== EXERCISE GOAL ==
Transcribe only the lines between the first line of the records and the line containing "and the model", inclusive, exactly as written.

[[ EXERCISE INPUT open ]]

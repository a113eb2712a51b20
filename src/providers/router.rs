//! Model → provider routing.
//!
//! A model string resolves to an ordered list of candidate providers; the
//! proxy core dispatches to the first candidate the user holds credentials
//! for. The `provider:model` form pins a provider explicitly and the prefix
//! is stripped before dispatch.

use crate::store::ProviderType;

/// Routing outcome: candidate providers in preference order, and the model
/// string to send upstream (prefix-stripped for the colon form).
#[derive(Debug, Clone, PartialEq)]
pub struct Route {
    pub candidates: Vec<ProviderType>,
    pub model: String,
}

pub fn route_model(model: &str) -> Route {
    if model.starts_with("claude-") {
        return Route {
            candidates: vec![ProviderType::AnthropicAgent],
            model: model.to_string(),
        };
    }

    if model.starts_with("gemini-") {
        return Route {
            candidates: vec![ProviderType::VertexAi, ProviderType::Gemini],
            model: model.to_string(),
        };
    }

    if let Some((prefix, rest)) = model.split_once(':') {
        let candidates = ProviderType::parse(prefix.trim())
            .map(|p| vec![p])
            .unwrap_or_default();
        return Route {
            candidates,
            model: rest.to_string(),
        };
    }

    if model.contains('/') {
        return Route {
            candidates: vec![ProviderType::OpenRouter],
            model: model.to_string(),
        };
    }

    Route {
        candidates: Vec::new(),
        model: model.to_string(),
    }
}
impl Config {
    /// Load the config file found by [`find_config`], or defaults when there is none.
    pub fn discover(explicit: Option<&Path>) -> anyhow::Result<Self> {
        let cwd = std::env::current_dir().context("determining working directory")?;
        let env = std::env::var_os(CONFIG_ENV).map(PathBuf::from);
        match find_config(explicit, env, &cwd) {
            Some(path) => {
                tracing::debug!(path = %path.display(), "loading config");
                Self::load(&path)
            }
            None => Ok(Self::default()),
        }
    }

    pub fn load(path: &Path) -> anyhow::Result<Self> {
        let contents = std::fs::read_to_string(path)
            .with_context(|| format!("reading {}", path.display()))?;
        Self::parse_toml(&contents)
    }

    pub fn parse_toml(toml_str: &str) -> anyhow::Result<Self> {
        let invalid = |e: toml::de::Error| ExitError::Config(format!("invalid {CONFIG_FILE}: {e}"));
        let table: toml::Table = toml::from_str(toml_str).map_err(invalid)?;
        let has_watch = table.contains_key("watch");
        let mut config: Self = toml::Value::Table(table).try_into().map_err(invalid)?;
        // Without a [watch] section, size the loop to whatever lease is configured.
        if !has_watch {
            config.watch = WatchConfig::for_lease(config.lease.timeout().as_secs());
        }
        config.validate()?;
        Ok(config)
    }

    fn validate(&self) -> Result<(), ExitError> {
        if self.lease.timeout_minutes == 0 {
            return Err(ExitError::Config(
                "lease.timeout_minutes must be at least 1".into(),
            ));
        }
        if self.watch.interval_secs == 0 {
            return Err(ExitError::Config(
                "watch.interval_secs must be at least 1".into(),
            ));
        }
        if self.store.path.as_os_str().is_empty() {
            return Err(ExitError::Config("store.path must not be empty".into()));
        }
        self.watch
            .check_renewal_gap(self.watch.interval_secs, self.lease.timeout().as_secs(), true)
    }

    /// Serialize config to a TOML string with helpful comments.
    pub fn to_toml(&self) -> anyhow::Result<String> {
        let raw = toml::to_string_pretty(self).context("serializing config to TOML")?;

        let mut doc: toml_edit::DocumentMut = raw
            .parse()
            .context("parsing generated TOML for comment injection")?;

        doc.decor_mut()
            .set_prefix("# handshake configuration\n# Share the [lease] section between both nodes.\n\n");

        fn set_table_comment(doc: &mut toml_edit::DocumentMut, key: &str, comment: &str) {
            if let Some(tbl) = doc.get_mut(key).and_then(toml_edit::Item::as_table_mut) {
                tbl.decor_mut().set_prefix(comment);
            }
        }

        set_table_comment(&mut doc, "store", "# Shared ownership record, reachable from both nodes\n");
        set_table_comment(
            &mut doc,
            "lease",
            "\n# Heartbeat lease. clock = \"storage\" uses the shared filesystem's timestamps\n",
        );
        set_table_comment(
            &mut doc,
            "identity",
            "\n# Which node this host is. Set `node` to pin it; otherwise any existing\n# remote marker makes this host `remote`\n",
        );
        set_table_comment(&mut doc, "watch", "\n# Guarded task loop (`handshake watch`)\n");

        Ok(doc.to_string())
    }

    /// File store for the configured record, or `override_path` when given.
    pub fn file_store(&self, override_path: Option<&Path>) -> FileStore {
        let path = override_path.unwrap_or(&self.store.path);
        FileStore::new(path).with_lock_settings(
            Duration::from_millis(self.store.lock_timeout_ms),
            Duration::from_secs(self.store.stale_lock_secs),
        )
    }

    pub fn clock(&self, record_path: &Path) -> Box<dyn Clock> {
        match self.lease.clock {
            ClockKind::System => Box::new(SystemClock),
            ClockKind::Storage => Box::new(StorageClock::beside(record_path)),
        }
    }
}
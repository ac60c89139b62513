use std::process::ExitCode;

use crate::coordinator::ClaimError;
use crate::store::StoreError;

/// Errors that cause handshake to exit with a specific code.
#[derive(Debug, thiserror::Error)]
pub enum ExitError {
    #[error("config error: {0}")]
    Config(String),

    #[error("storage error: {0}")]
    Store(String),

    #[error("{0}")]
    Contended(String),

    #[error("{tool} timed out after {timeout_secs}s")]
    Timeout { tool: String, timeout_secs: u64 },

    #[error("command not found: {tool}")]
    ToolNotFound { tool: String },

    #[error("{tool} failed (exit {code}): {message}")]
    ToolFailed {
        tool: String,
        code: i32,
        message: String,
    },

    #[error("{0}")]
    Other(String),
}

impl ExitError {
    pub fn exit_code(&self) -> ExitCode {
        match self {
            Self::Config(_) => ExitCode::from(2),
            Self::Store(_) => ExitCode::from(3),
            Self::Contended(_) => ExitCode::from(4),
            Self::Timeout { .. } => ExitCode::from(5),
            Self::ToolNotFound { .. } => ExitCode::from(6),
            Self::ToolFailed { .. } => ExitCode::from(7),
            Self::Other(_) => ExitCode::from(1),
        }
    }
}

impl From<StoreError> for ExitError {
    fn from(e: StoreError) -> Self {
        Self::Store(e.to_string())
    }
}

impl From<ClaimError> for ExitError {
    fn from(e: ClaimError) -> Self {
        match e {
            ClaimError::Store(e) => e.into(),
            e @ ClaimError::Contended { .. } => Self::Contended(e.to_string()),
        }
    }
}
//! The ownership handshake.
//!
//! Two nodes share one record. Whoever holds a fresh heartbeat owns
//! execution; the other node stays idle until that heartbeat is older than
//! the lease timeout, then takes over. Each claim is one
//! read / decide / compare-and-swap cycle against the store, retried once if
//! a concurrent writer got there first.

use std::time::Duration;

use chrono::TimeDelta;

use crate::clock::Clock;
use crate::record::{NodeId, OwnershipRecord, REASON_TIMEOUT};
use crate::store::{Loaded, OwnershipStore, StoreError, Swap, Version};

/// Lease timeout used when nothing else is configured.
pub const DEFAULT_TIMEOUT: Duration = Duration::from_secs(10 * 60);

/// Extra attempts after a compare-and-swap conflict.
const CONFLICT_RETRIES: usize = 1;

/// What a claim decided.
#[derive(Debug, Clone, PartialEq, Eq)]
pub enum ClaimOutcome {
    /// No usable record existed; a default one was written with the caller as owner.
    Initialized,
    /// The caller already owned the lease and refreshed its heartbeat.
    Renewed,
    /// The peer's heartbeat was stale; ownership moved to the caller.
    TookOver { from: NodeId, heartbeat_age: TimeDelta },
    /// The peer holds a fresh lease. Nothing was changed unless the record had
    /// to be initialized first; a record initialized by `remote` names `local`
    /// as owner with `health.local` still `unknown` (see
    /// [`OwnershipRecord::initial`]).
    Observing { owner: NodeId, heartbeat_age: TimeDelta },
}

impl ClaimOutcome {
    /// Whether the caller may run guarded work this cycle.
    pub const fn is_granted(&self) -> bool {
        !matches!(self, Self::Observing { .. })
    }
}

#[derive(Debug, thiserror::Error)]
pub enum ClaimError {
    #[error(transparent)]
    Store(#[from] StoreError),

    #[error("ownership record at {location} kept changing during the claim; not claiming")]
    Contended { location: String },
}

/// Pure claim decision: the outcome plus the record to persist, if any.
#[derive(Debug, Clone, PartialEq)]
pub struct Decision {
    pub outcome: ClaimOutcome,
    pub write: Option<OwnershipRecord>,
}

/// Decide a claim by `node` against `current` (`None` when there is no usable record).
pub fn decide(
    current: Option<OwnershipRecord>,
    node: NodeId,
    now: chrono::DateTime<chrono::Utc>,
    timeout: TimeDelta,
) -> Decision {
    let initialized = current.is_none();
    let mut record = current.unwrap_or_else(|| OwnershipRecord::initial(now));
    let threshold = u64::try_from(timeout.num_seconds()).ok();

    if record.active_node == node {
        record.renew(node, now);
        record.failover_threshold_seconds = threshold;
        let outcome = if initialized {
            ClaimOutcome::Initialized
        } else {
            ClaimOutcome::Renewed
        };
        return Decision {
            outcome,
            write: Some(record),
        };
    }

    let owner = record.active_node;
    let heartbeat_age = record.heartbeat_age(now);

    if record.is_stale(now, timeout) {
        record.transfer_to(node, now, REASON_TIMEOUT);
        record.failover_threshold_seconds = threshold;
        return Decision {
            outcome: ClaimOutcome::TookOver {
                from: owner,
                heartbeat_age,
            },
            write: Some(record),
        };
    }

    Decision {
        outcome: ClaimOutcome::Observing {
            owner,
            heartbeat_age,
        },
        write: initialized.then_some(record),
    }
}

/// Gates execution between the two nodes through a shared store.
pub struct Coordinator<S, C> {
    store: S,
    clock: C,
    timeout: TimeDelta,
}

impl<S: OwnershipStore, C: Clock> Coordinator<S, C> {
    pub fn new(store: S, clock: C, timeout: Duration) -> Self {
        Self {
            store,
            clock,
            timeout: TimeDelta::from_std(timeout).unwrap_or(TimeDelta::MAX),
        }
    }

    pub const fn store(&self) -> &S {
        &self.store
    }

    /// Time source used for every lease decision.
    pub const fn clock(&self) -> &C {
        &self.clock
    }

    pub const fn timeout(&self) -> TimeDelta {
        self.timeout
    }

    /// Ask for execution rights on behalf of `node`.
    ///
    /// `Ok` with a granted outcome means the record now names `node` as owner
    /// and that write is on the store. Any error means the caller must not
    /// act this cycle.
    pub fn claim_ownership(&self, node: NodeId) -> Result<ClaimOutcome, ClaimError> {
        for attempt in 0..=CONFLICT_RETRIES {
            let loaded = self.store.load()?;
            let expected = loaded.version();
            let current = self.usable_record(loaded, node);

            let decision = decide(current, node, self.clock.now(), self.timeout);
            let Some(record) = decision.write else {
                tracing::debug!(%node, outcome = ?decision.outcome, "lease held by peer");
                return Ok(decision.outcome);
            };

            match self.store.compare_and_swap(&expected, &record)? {
                Swap::Applied => {
                    log_outcome(node, &decision.outcome);
                    return Ok(decision.outcome);
                }
                Swap::Conflict => {
                    tracing::debug!(%node, attempt, "ownership record changed during claim, re-reading");
                }
            }
        }

        Err(ClaimError::Contended {
            location: self.store.describe(),
        })
    }

    /// [`Self::claim_ownership`] reduced to the go / no-go answer.
    pub fn claim(&self, node: NodeId) -> Result<bool, ClaimError> {
        self.claim_ownership(node).map(|outcome| outcome.is_granted())
    }

    /// Current record without claiming anything.
    pub fn inspect(&self) -> Result<Loaded, StoreError> {
        self.store.load()
    }

    fn usable_record(&self, loaded: Loaded, node: NodeId) -> Option<OwnershipRecord> {
        match loaded {
            Loaded::Missing => None,
            Loaded::Corrupt { reason, version } => {
                tracing::warn!(
                    store = %self.store.describe(),
                    unreadable = version == Version::Unreadable,
                    "ignoring corrupt ownership record, starting from defaults: {reason}"
                );
                None
            }
            Loaded::Present { record, .. } => {
                self.check_threshold(&record, node);
                Some(record)
            }
        }
    }

    fn check_threshold(&self, record: &OwnershipRecord, node: NodeId) {
        let Some(theirs) = record.failover_threshold_seconds else {
            return;
        };
        let ours = self.timeout.num_seconds();
        if record.active_node != node && u64::try_from(ours).ok() != Some(theirs) {
            tracing::warn!(
                owner = %record.active_node,
                owner_timeout_secs = theirs,
                our_timeout_secs = ours,
                "lease timeout differs from the owner's; ownership may oscillate"
            );
        }
    }
}

fn log_outcome(node: NodeId, outcome: &ClaimOutcome) {
    match outcome {
        ClaimOutcome::Initialized => {
            tracing::info!(%node, "initialized ownership record");
        }
        ClaimOutcome::Renewed => tracing::debug!(%node, "heartbeat renewed"),
        ClaimOutcome::TookOver {
            from,
            heartbeat_age,
        } => {
            tracing::info!(
                %node,
                %from,
                heartbeat_age_secs = heartbeat_age.num_seconds(),
                "peer heartbeat stale, ownership transferred"
            );
        }
        ClaimOutcome::Observing { owner, .. } => {
            tracing::info!(%node, %owner, "initialized ownership record; peer holds the lease");
        }
    }
}
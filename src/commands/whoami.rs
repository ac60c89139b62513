use clap::Args;

use super::GlobalArgs;
use crate::identity::IdentityResolver;
use crate::record::NodeId;

#[derive(Debug, Args)]
pub struct WhoamiArgs {
    /// Override the detected identity (useful to check config precedence)
    #[arg(long, value_enum)]
    pub node: Option<NodeId>,
    /// Also print where the identity came from
    #[arg(long)]
    pub explain: bool,
}

impl WhoamiArgs {
    pub fn execute(&self, global: &GlobalArgs) -> anyhow::Result<()> {
        let config = global.load_config()?;
        let identity = IdentityResolver::from_process_env(self.node, &config.identity).resolve()?;

        if self.explain {
            println!("{}\t{}", identity.node, identity.source);
        } else {
            println!("{}", identity.node);
        }
        Ok(())
    }
}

[[ EXERCISE INPUT closed ]]

== YOUR RESPONSE ==
repository a113eb2712a51b20
filename src/providers/router.rs
//! Model → provider routing.
//!
//! A model string resolves to an ordered list of candidate providers; the
//! proxy core dispatches to the first candidate the user holds credentials
//! for. The `provider:model` form pins a provider explicitly and the prefix
//! is stripped before dispatch.

use crate::store::ProviderType;

/// Routing outcome: candidate providers in preference order, and the model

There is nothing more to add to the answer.